Le centre de planification fait peau neuve
Certes il est discret, le centre de planification Agathe. Mais il fait partie intégrante du paysage du Grésivaudan. Si auparavant les lieux étaient très accueillants, ils ne répondaient pas à la nouvelle législation mise en œuvre depuis le 1er janvier qui impose à tous les espaces publics d'être accessibles aux personnes à mobilité réduite. C'est la raison pour laquelle il a déménagé le 19 janvier dernier dans les locaux de l'ancienne brigade de gendarmerie territoriale de Pontcharra.
Gratuité des consultations
Les médecins, conseillères conjugales et psychologues du centre Agathe reçoivent en entretiens et en consultations, adolescents et adultes. Ils organisent également des actions collectives d'information et de prévention dans les collèges et lycées du territoire. « Les sujets abordés sont nombreux. Sexualité, grossesse, IVG*, aide à la parentalité, problématique familiale, vie de couple, mal-être, toutes les questions peuvent être posées, et ce, en toute confidentialité », indique Cécile Mourre, médecin exerçant la gynécologie et directrice du centre. Même si elles n'ont pas 18 ans, pas de sécurité sociale, les professionnels du centre accueillent toutes les personnes qui en ont besoin. La gratuité des consultations et l'accès à la contraception sont de mises pour les jeunes de moins de 21 ans et les personnes démunies.
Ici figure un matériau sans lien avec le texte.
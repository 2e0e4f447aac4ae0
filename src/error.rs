//! Unified application error model and mapping helpers.
//! Every failure path of an operation ends up as one of these classes; the
//! HTTP surface maps them to a status code and a GraphQL-style error code.

use serde::{Deserialize, Serialize};
use std::fmt::{Display, Formatter};

#[derive(Debug, Clone, Serialize, Deserialize, PartialEq, Eq)]
#[serde(tag = "type", rename_all = "snake_case")]
pub enum AppError {
    NotAuthenticated { code: String, message: String },
    NotAuthorized { code: String, message: String },
    NotFound { code: String, message: String },
    RateLimited { code: String, message: String },
    UserInput { code: String, message: String },
    Internal { code: String, message: String },
}

impl AppError {
    pub fn code_str(&self) -> &str {
        match self {
            AppError::NotAuthenticated { code, .. }
            | AppError::NotAuthorized { code, .. }
            | AppError::NotFound { code, .. }
            | AppError::RateLimited { code, .. }
            | AppError::UserInput { code, .. }
            | AppError::Internal { code, .. } => code.as_str(),
        }
    }

    pub fn message(&self) -> &str {
        match self {
            AppError::NotAuthenticated { message, .. }
            | AppError::NotAuthorized { message, .. }
            | AppError::NotFound { message, .. }
            | AppError::RateLimited { message, .. }
            | AppError::UserInput { message, .. }
            | AppError::Internal { message, .. } => message.as_str(),
        }
    }

    pub fn not_authenticated<S: Into<String>>(code: S, msg: S) -> Self { AppError::NotAuthenticated { code: code.into(), message: msg.into() } }
    pub fn not_authorized<S: Into<String>>(code: S, msg: S) -> Self { AppError::NotAuthorized { code: code.into(), message: msg.into() } }
    pub fn not_found<S: Into<String>>(code: S, msg: S) -> Self { AppError::NotFound { code: code.into(), message: msg.into() } }
    pub fn rate_limited<S: Into<String>>(code: S, msg: S) -> Self { AppError::RateLimited { code: code.into(), message: msg.into() } }
    pub fn user<S: Into<String>>(code: S, msg: S) -> Self { AppError::UserInput { code: code.into(), message: msg.into() } }
    pub fn internal<S: Into<String>>(code: S, msg: S) -> Self { AppError::Internal { code: code.into(), message: msg.into() } }

    /// Map to HTTP status code.
    pub fn http_status(&self) -> u16 {
        match self {
            AppError::NotAuthenticated { .. } => 401,
            AppError::NotAuthorized { .. } => 403,
            AppError::NotFound { .. } => 404,
            AppError::RateLimited { .. } => 429,
            AppError::UserInput { .. } => 400,
            AppError::Internal { .. } => 500,
        }
    }

    /// Error class as reported in `errors[].extensions.code`.
    pub fn graphql_code(&self) -> &'static str {
        match self {
            AppError::NotAuthenticated { .. } => "NOT_AUTHENTICATED",
            AppError::NotAuthorized { .. } => "NOT_AUTHORIZED",
            AppError::NotFound { .. } => "NOT_FOUND",
            AppError::RateLimited { .. } => "RATE_LIMITED",
            AppError::UserInput { .. } => "BAD_USER_INPUT",
            AppError::Internal { .. } => "INTERNAL",
        }
    }

    /// GraphQL-shaped error object for the response envelope.
    pub fn to_graphql(&self) -> serde_json::Value {
        serde_json::json!({
            "message": self.message(),
            "extensions": { "code": self.graphql_code(), "reason": self.code_str() }
        })
    }
}

impl Display for AppError {
    fn fmt(&self, f: &mut Formatter<'_>) -> std::fmt::Result {
        write!(f, "{}: {}", self.code_str(), self.message())
    }
}

impl std::error::Error for AppError {}

pub type AppResult<T> = Result<T, AppError>;

impl From<anyhow::Error> for AppError {
    fn from(err: anyhow::Error) -> Self {
        // Default mapping: unclassified failures are internal
        AppError::Internal { code: "internal_error".into(), message: err.to_string() }
    }
}

#[cfg(test)]
#[path = "error_tests.rs"]
mod tests;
Car, selon Cécile Mourre : « En 2015, même si elles n'en ont pas les moyens, toutes les femmes doivent pouvoir avoir un stérilet si elles le souhaitent ». Les demandes de dépistage du sida et autres maladies sexuellement transmissibles sont aussi traitées, puisque le centre est agréé en la matière. Cette démarche de dépistage est ainsi favorisée pour les jeunes mais également les personnes qui n'ont pas de médecin traitant ou qui ne souhaitent pas s'adresser directement à lui.
Adapter nos pratiques
Le centre Agathe est indépendant du mouvement français pour le planning familial (MFPF). Il est financé par la communauté de communes du Grésivaudan, le conseil général de l'Isère, la sécurité sociale et ses propres ressources. « Cette indépendance nous permet d'adapter nos pratiques aux besoins de notre population. C'est la raison pour laquelle à Pontcharra nous avons fait le choix d'avoir des postes de conseillères conjugales et de thérapeutes », souligne Cécile Mourre. Le centre est connu grâce au bouche-à-oreille. Ses utilisateurs apprécient la constance de l'équipe, qui s'est, depuis sa création en 1992, peu renouvelée.